L’industrie américaine : reprise véritable ou simple répit ?
Les enseignements de la longue durée

Le mercredi 25 avril 2012 par Soleillion

A l’heur où l’on reparle de la réindustrialisation probable - mais partielle - des États-Unis, notamment grâce au rapport du Boston Consulting Group que nous avions analysé ici et qui répand cette idée dans la presse (ici, ou ) ; que certains milieux d’affaires usaniens lancent des initiatives pour la relocalisation de la production ; les statistiques du Bureau du travail permettent de se rendre compte dans le détail de l’évolution de l’emploi à moyen terme (10 ans) dans les différentes branches du secteur industriel américain et donc de faire un bilan.

Tous les graphiques suivant donnent le nombre d’emplois en milliers, sur la période allant de janvier 2002 à avril 2012 et respectent l’ordre de classement des statistiques usaniennes. Les chiffres sont corrigés des variations saisonnières.

Industries, toutes branches confondues.

Le premier constat à faire est la chute importante d’effectif que les manufactures ont connu dans la décennie écoulée. Entre 2000 et 2010, l’industrie américaine a perdu près de 7 millions d’emplois passant de plus 24,6 à un peu plus de 17,6 millions de personnes employés. À titre de comparaison, les manufactures seules ne perdirent que deux millions d’emplois environ entre 1985 et 2000. Elles en ont perdus 6 millions environ entre 2000 et 2010 (voir ci-dessous).

Depuis 2010, la courbe s’inverse. Les manufactures embauchent à nouveau et 500.000 emplois ont été créé en un peu plus de deux ans.

Les biens durables

La production de biens durables emploient à peu près les deux tiers (7 millions) des travailleurs des manufactures. Il a évidemment connut une évolution comparable à l’ensemble du secteur. Une perte de 3 millions d’emplois sur la décennie et à peu près 500.000 emplois recréés depuis 2010. C’est la production de biens durables qui tire la croissance des industries américaines depuis deux ans.

Au sein de ce sous-secteur, les évolutions sont néanmoins contrastées.

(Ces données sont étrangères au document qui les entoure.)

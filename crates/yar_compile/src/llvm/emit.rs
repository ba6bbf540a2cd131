//! The LLVM IR emitter.
//!
//! Globals emit first (private unnamed_addr NUL-terminated byte arrays),
//! then functions, then the external declarations accumulated on demand.
//!
//! Each function gets its own [`FnEmitter`], constructed and discarded
//! around the function: the local/value tables cannot leak between
//! functions. In the entry block every parameter is spilled to a stack slot
//! named `<param>.addr`, so name-based loads and stores hit memory uniformly
//! whether the name was a parameter or a local.
//!
//! Value resolution order for an operand token: `@name` materializes a GEP
//! to the named global; a tracked SSA value is used directly; a named local
//! is loaded; anything else passes through as an immediate.
//!
//! Signed semantics are the integer defaults: `sdiv`, `srem`, `ashr`, and
//! signed `icmp` predicates.

use std::collections::{BTreeMap, HashMap, HashSet};

use super::types::{escape_constant, is_float_type, llvm_type, string_array_type};
use crate::mir::{Inst, MirFunction, MirModule, MirType, OpKind};

/// Emits a whole MIR module as LLVM IR text.
pub fn emit_module(mir: &MirModule) -> String {
    let mut out = String::new();

    let mut globals: HashMap<String, String> = HashMap::new();
    for global in &mir.globals {
        let array_ty = string_array_type(&global.value);
        out.push_str(&format!(
            "@{} = private unnamed_addr constant {} c\"{}\\00\"\n",
            global.name,
            array_ty,
            escape_constant(&global.value)
        ));
        globals.insert(global.name.clone(), array_ty);
    }
    if !mir.globals.is_empty() {
        out.push('\n');
    }

    let defined: HashSet<&str> = mir.functions.iter().map(|f| f.name.as_str()).collect();
    let mut declared: BTreeMap<String, String> = BTreeMap::new();

    for function in &mir.functions {
        let mut emitter = FnEmitter {
            mir,
            globals: &globals,
            defined: &defined,
            declared: &mut declared,
            locals: HashMap::new(),
            values: HashMap::new(),
            aux: 0,
            body: String::new(),
        };
        out.push_str(&emitter.emit_function(function));
        out.push('\n');
    }

    for decl in declared.values() {
        out.push_str(decl);
        out.push('\n');
    }

    out
}

/// Per-function emitter state, discarded at the function boundary.
struct FnEmitter<'m> {
    mir: &'m MirModule,
    globals: &'m HashMap<String, String>,
    defined: &'m HashSet<&'m str>,
    declared: &'m mut BTreeMap<String, String>,
    /// local name → (pointer register, element type).
    locals: HashMap<String, (String, String)>,
    /// MIR value name → (LLVM value text, type).
    values: HashMap<String, (String, String)>,
    /// Counter for emitter-synthesized registers (GEPs, resolver loads).
    aux: u32,
    body: String,
}

impl<'m> FnEmitter<'m> {
    fn emit_function(&mut self, f: &MirFunction) -> String {
        let params: Vec<String> = f
            .params
            .iter()
            .map(|(name, ty)| format!("{} %{}", llvm_type(ty), name))
            .collect();
        let mut text = format!(
            "define {} @{}({}) {{\n",
            llvm_type(&f.ret),
            f.name,
            params.join(", ")
        );

        for (i, block) in f.blocks.iter().enumerate() {
            self.body.clear();
            self.body.push_str(&format!("{}:\n", block.label));
            if i == 0 {
                self.spill_params(f);
            }
            for inst in &block.insts {
                self.emit_inst(inst);
            }
            text.push_str(&self.body);
        }

        text.push_str("}\n");
        text
    }

    /// Spills each parameter to a fresh `<param>.addr` slot so later
    /// name-based loads find it in memory.
    fn spill_params(&mut self, f: &MirFunction) {
        for (name, ty) in &f.params {
            let ty_text = llvm_type(ty);
            let slot = format!("%{}.addr", name);
            self.line(format!("{} = alloca {}", slot, ty_text));
            self.line(format!("store {} %{}, {}* {}", ty_text, name, ty_text, slot));
            self.locals.insert(name.clone(), (slot, ty_text));
        }
    }

    fn line(&mut self, text: String) {
        self.body.push_str("  ");
        self.body.push_str(&text);
        self.body.push('\n');
    }

    fn fresh_aux(&mut self) -> String {
        let n = self.aux;
        self.aux += 1;
        format!("%s{}", n)
    }

    /// Resolves a MIR operand to an LLVM value, synthesizing a GEP for
    /// globals or a load for locals when needed.
    fn resolve(&mut self, operand: &str, fallback_ty: &str) -> (String, String) {
        if let Some(name) = operand.strip_prefix('@') {
            if let Some(array_ty) = self.globals.get(name).cloned() {
                let reg = self.fresh_aux();
                self.line(format!(
                    "{} = getelementptr inbounds {}, {}* @{}, i32 0, i32 0",
                    reg, array_ty, array_ty, name
                ));
                return (reg, "i8*".to_string());
            }
        }
        if let Some((value, ty)) = self.values.get(operand) {
            return (value.clone(), ty.clone());
        }
        if let Some((slot, ty)) = self.locals.get(operand).cloned() {
            let reg = self.fresh_aux();
            self.line(format!("{} = load {}, {}* {}", reg, ty, ty, slot));
            return (reg, ty);
        }
        (operand.to_string(), fallback_ty.to_string())
    }

    fn emit_inst(&mut self, inst: &Inst) {
        match inst {
            Inst::Alloca { name, ty } => {
                let ty_text = non_void(llvm_type(ty));
                let reg = format!("%{}", name);
                self.line(format!("{} = alloca {}", reg, ty_text));
                self.locals.insert(name.clone(), (reg, ty_text));
            }
            Inst::Load { dest, src, ty } => {
                let ty_text = non_void(llvm_type(ty));
                let reg = format!("%{}", dest);
                if let Some((value, _)) = self.values.get(src).cloned() {
                    // Loading through a pointer-typed SSA value (deref).
                    self.line(format!("{} = load {}, {}* {}", reg, ty_text, ty_text, value));
                } else if let Some((slot, slot_ty)) = self.locals.get(src).cloned() {
                    self.line(format!(
                        "{} = load {}, {}* {}",
                        reg, slot_ty, slot_ty, slot
                    ));
                    self.values.insert(dest.clone(), (reg, slot_ty));
                    return;
                } else {
                    self.line(format!("; load from unknown slot '{}'", src));
                    return;
                }
                self.values.insert(dest.clone(), (reg, ty_text));
            }
            Inst::Store { value, dest, ty } => {
                let ty_text = non_void(llvm_type(ty));
                let (value_text, _) = self.resolve(value, &ty_text);
                if let Some((slot, slot_ty)) = self.locals.get(dest).cloned() {
                    self.line(format!(
                        "store {} {}, {}* {}",
                        slot_ty, value_text, slot_ty, slot
                    ));
                } else if let Some((ptr, _)) = self.values.get(dest).cloned() {
                    self.line(format!(
                        "store {} {}, {}* {}",
                        ty_text, value_text, ty_text, ptr
                    ));
                } else {
                    self.line(format!("; store to unknown slot '{}'", dest));
                }
            }
            Inst::BinOp {
                dest,
                op,
                lhs,
                rhs,
                ty,
            } => {
                let operand_ty = non_void(llvm_type(ty));
                let (l, lty) = self.resolve(lhs, &operand_ty);
                let (r, _) = self.resolve(rhs, &operand_ty);
                let operand_ty = if lty != operand_ty { lty } else { operand_ty };
                let reg = format!("%{}", dest);
                if op.is_comparison() {
                    if is_float_type(&operand_ty) {
                        let pred = fcmp_predicate(*op);
                        self.line(format!(
                            "{} = fcmp {} {} {}, {}",
                            reg, pred, operand_ty, l, r
                        ));
                    } else {
                        let pred = icmp_predicate(*op);
                        self.line(format!(
                            "{} = icmp {} {} {}, {}",
                            reg, pred, operand_ty, l, r
                        ));
                    }
                    self.values.insert(dest.clone(), (reg, "i1".to_string()));
                } else {
                    let opcode = if is_float_type(&operand_ty) {
                        float_opcode(*op)
                    } else {
                        int_opcode(*op)
                    };
                    self.line(format!("{} = {} {} {}, {}", reg, opcode, operand_ty, l, r));
                    self.values.insert(dest.clone(), (reg, operand_ty));
                }
            }
            Inst::Call {
                dest,
                callee,
                args,
                ret,
            } => self.emit_call(dest.as_deref(), callee, args, ret),
            Inst::Br { label } => {
                self.line(format!("br label %{}", label));
            }
            Inst::CondBr {
                cond,
                then_label,
                else_label,
            } => {
                let (cond_text, _) = self.resolve(cond, "i1");
                self.line(format!(
                    "br i1 {}, label %{}, label %{}",
                    cond_text, then_label, else_label
                ));
            }
            Inst::Ret { value, ty } => match value {
                None => self.line("ret void".to_string()),
                Some(v) => {
                    let ty_text = llvm_type(ty);
                    if ty_text == "void" {
                        self.line("ret void".to_string());
                        return;
                    }
                    let (text, _) = self.resolve(v, &ty_text);
                    self.line(format!("ret {} {}", ty_text, text));
                }
            },
            // Defer scaffolding renders as comments until the runtime stack
            // exists.
            Inst::DeferPush { call } => {
                if let Inst::Call { callee, args, .. } = &**call {
                    self.line(format!(
                        "; defer push: call @{}({})",
                        callee,
                        args.join(", ")
                    ));
                } else {
                    self.line("; defer push".to_string());
                }
            }
            Inst::DeferRunAll => {
                self.line("; defer run-all".to_string());
            }
        }
    }

    fn emit_call(&mut self, dest: Option<&str>, callee: &str, args: &[String], ret: &MirType) {
        let signature = self.mir.function(callee).map(|f| f.params.clone());
        let mut resolved: Vec<(String, String)> = Vec::new();
        for (i, arg) in args.iter().enumerate() {
            let expected = signature
                .as_ref()
                .and_then(|params| params.get(i))
                .map(|(_, ty)| llvm_type(ty))
                .unwrap_or_else(|| "i32".to_string());
            let (text, ty) = self.resolve(arg, &expected);
            resolved.push((text, ty));
        }

        // The builtin printer dispatches on the argument's LLVM type.
        if callee == "println" {
            let (text, ty) = resolved
                .first()
                .cloned()
                .unwrap_or_else(|| ("0".to_string(), "i32".to_string()));
            let (entry, param_ty) = match ty.as_str() {
                "i8*" => ("println", "i8*"),
                "i1" => ("println_bool", "i1"),
                _ => ("println_i32", "i32"),
            };
            self.declare(entry, &format!("declare void @{}({})", entry, param_ty));
            self.line(format!("call void @{}({} {})", entry, param_ty, text));
            return;
        }

        let ret_ty = llvm_type(ret);
        let arg_list: Vec<String> = resolved
            .iter()
            .map(|(text, ty)| format!("{} {}", ty, text))
            .collect();

        if !self.defined.contains(callee) {
            let param_tys: Vec<String> = resolved.iter().map(|(_, ty)| ty.clone()).collect();
            self.declare(
                callee,
                &format!("declare {} @{}({})", ret_ty, callee, param_tys.join(", ")),
            );
        }

        match dest {
            Some(dest) if ret_ty != "void" => {
                let reg = format!("%{}", dest);
                self.line(format!(
                    "{} = call {} @{}({})",
                    reg,
                    ret_ty,
                    callee,
                    arg_list.join(", ")
                ));
                self.values.insert(dest.to_string(), (reg, ret_ty));
            }
            _ => {
                self.line(format!("call {} @{}({})", ret_ty, callee, arg_list.join(", ")));
            }
        }
    }

    fn declare(&mut self, name: &str, decl: &str) {
        if !self.declared.contains_key(name) {
            self.declared.insert(name.to_string(), decl.to_string());
        }
    }
}

fn non_void(ty: String) -> String {
    if ty == "void" {
        "i32".to_string()
    } else {
        ty
    }
}

fn int_opcode(op: OpKind) -> &'static str {
    match op {
        OpKind::Add => "add",
        OpKind::Sub => "sub",
        OpKind::Mul => "mul",
        OpKind::Div => "sdiv",
        OpKind::Rem => "srem",
        OpKind::And => "and",
        OpKind::Or => "or",
        OpKind::Xor => "xor",
        OpKind::Shl => "shl",
        OpKind::Shr => "ashr",
        _ => "add",
    }
}

fn float_opcode(op: OpKind) -> &'static str {
    match op {
        OpKind::Add => "fadd",
        OpKind::Sub => "fsub",
        OpKind::Mul => "fmul",
        OpKind::Div => "fdiv",
        OpKind::Rem => "frem",
        _ => "fadd",
    }
}

fn icmp_predicate(op: OpKind) -> &'static str {
    match op {
        OpKind::Eq => "eq",
        OpKind::Ne => "ne",
        OpKind::Lt => "slt",
        OpKind::Le => "sle",
        OpKind::Gt => "sgt",
        OpKind::Ge => "sge",
        _ => "eq",
    }
}

fn fcmp_predicate(op: OpKind) -> &'static str {
    match op {
        OpKind::Eq => "oeq",
        OpKind::Ne => "one",
        OpKind::Lt => "olt",
        OpKind::Le => "ole",
        OpKind::Gt => "ogt",
        OpKind::Ge => "oge",
        _ => "oeq",
    }
}
//! Type and borrow checking.
//!
//! The checker walks a parsed module and validates it: name resolution,
//! declared-vs-inferred type agreement, call arity and argument types,
//! lvalue discipline, array lengths, and the ownership rules (moves and
//! borrow overlap) via [`OwnershipTracker`].
//!
//! Errors are accumulated, never fatal: checking continues within a
//! declaration after each error so one run surfaces as many problems as
//! possible. The check succeeds iff the error list ends up empty.
//!
//! # Inference defaults
//!
//! Integer literals default to `i32`, float literals to `f64`, strings to
//! `[u8]`, and `nil` to a fresh type variable. A parameter whose type is a
//! free type variable accepts any argument; that is how the polymorphic
//! `println` builtin admits its per-type runtime dispatch.

use std::collections::{HashMap, HashSet};
use std::fmt;

use yar_base::{Interner, Span, Symbol};
use yar_syntax::ast::{
    parse_int_literal, BinaryOp, Block, Decl, Expr, FnDecl, ImplDecl, Module, Stmt, TypeExpr,
    UnaryOp,
};

use super::ownership::{OwnershipErrorKind, OwnershipTracker};
use super::types::{Prim, TypeEnv, YarType};
use crate::loader::import_stem;

/// A check error: message plus the source span it points at.
#[derive(Debug, Clone)]
pub struct CheckError {
    pub message: String,
    pub span: Span,
}

impl CheckError {
    pub fn line(&self) -> u32 {
        self.span.start.line
    }
}

impl fmt::Display for CheckError {
    fn fmt(&self, f: &mut fmt::Formatter<'_>) -> fmt::Result {
        write!(f, "line {}: {}", self.line(), self.message)
    }
}

impl std::error::Error for CheckError {}

/// Checks one module. Construct fresh per module.
pub struct Checker<'a> {
    interner: &'a mut Interner,
    env: TypeEnv,
    ownership: OwnershipTracker,
    errors: Vec<CheckError>,
    /// Import namespaces visible to qualified calls (`module.Symbol(...)`).
    imports: HashSet<Symbol>,
    /// Generic parameter names of the declaration being checked, each mapped
    /// to a stable type-variable id.
    generic_vars: HashMap<Symbol, u32>,
    /// Resolution target for `Self` while checking impl methods.
    self_type: Option<YarType>,
    current_ret: YarType,
    loop_depth: u32,
}
//! End-to-end tests for the yar compiler live in this crate's `tests/`
//! directory; the library itself is empty.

  • Les produits du bois (de la production de parquets aux maisons préfabriquées) ont perdu 200.000 postes lors de la crise et stagnent depuis 2010. [1].
  • Les produits à base de minerais non métalliques (le sable, les graviers, la pierre, etc.) sont dans une situation similaires [2].
  • Les industries de transformation primaires, qui transforment les minerais ferreux ou non pour leur utilisations industrielles ou autres, ont retrouvé 50.000 des 100.000 emplois perdus avec la crise. Ce secteur plafonnait alors autour de 450.000 emplois et semble devoir les retrouver si l’économie américaine renoue avec la croissance. Ces industries étant fondamentales pour tout le reste [3].
  • Les industries de produits finis ou intermédiaires en métal, autrement dit tous les produits issus des forges, des aciéries, etc, connaissent une très nette reprise depuis 2010, preuve qu’une certaine forme d’industrie repart à la hausse en Amérique. C’est d’autant plus important que ce secteur emploie beaucoup de monde, soit près de 1,4 millions de travailleurs en avril 2012. Néanmoins, si 140.000 emplois ont été recréé dans ce secteur depuis 2010, les niveaux d’avant-crise ne sont pas encore recouvrés [4].
  • Selon la même logique que le secteur précédent, et parce qu’il sont, dans les faits, très proche, les industries de fabrication de machines-outils repartent elles-aussi à la hausse depuis 2010 avec la création de 130.000 emplois depuis cette date. Là encore, nous sommes dans des secteurs qui emploient beaucoup : 1,1 millions de personnes en avril 2012 contre 1,2 en 2008, mais 1,15 millions en décembre 2004. À moyen terme, et malgré des années de croissance ou de récupération entre les crises, ces secteurs perdent des emplois. Au tournant du siècle, les machines-outils américaines faisaient travailler plus de 1,3 millions de personnes [5].
  • Le secteur des ordinateurs et des produits électroniques n’a, lui, connut aucune reprise. Il a cependant enrayé sa chute depuis 2010, peut-être grâce à la relocalisation de certaines entreprises comme Zentech, mais il stagne un peu comme dans les années 2003-2007, ce qui n’a pas empêché une perte massive d’emplois : plus de 500.000 entre 2002 et 2012 [6].
  • Les équipements et appareils électriques (des moteurs électriques à la fabrication d’ampoules), comme l’électronique, perdent des emplois à moyen terme, même si, ici, les volumes d’emplois sont moins important [7].
  • Secteur phare par excellence, l’automobile et les transports repartent également à la hausse... après avoir perdu plus de 600.000 emplois entre l’an 2000 et la fin de l’année 2009 ! C’est ici que se mesure toute la faillite de l’industrie automobile de Détroit par exemple. Il se vendait en moyenne 16 à 17 millions de voitures neuves par ans depuis le début des années 2000, chiffre tombé à 9,5 millions durant la crise. La reprise pour le moment est encore limitée : 140.000 emplois ont été recréés en deux ans dans ce secteur [8] mais certains commentateurs, comme Jeremy Cato du Globe and Mail, chante le retour des belles années. À voir.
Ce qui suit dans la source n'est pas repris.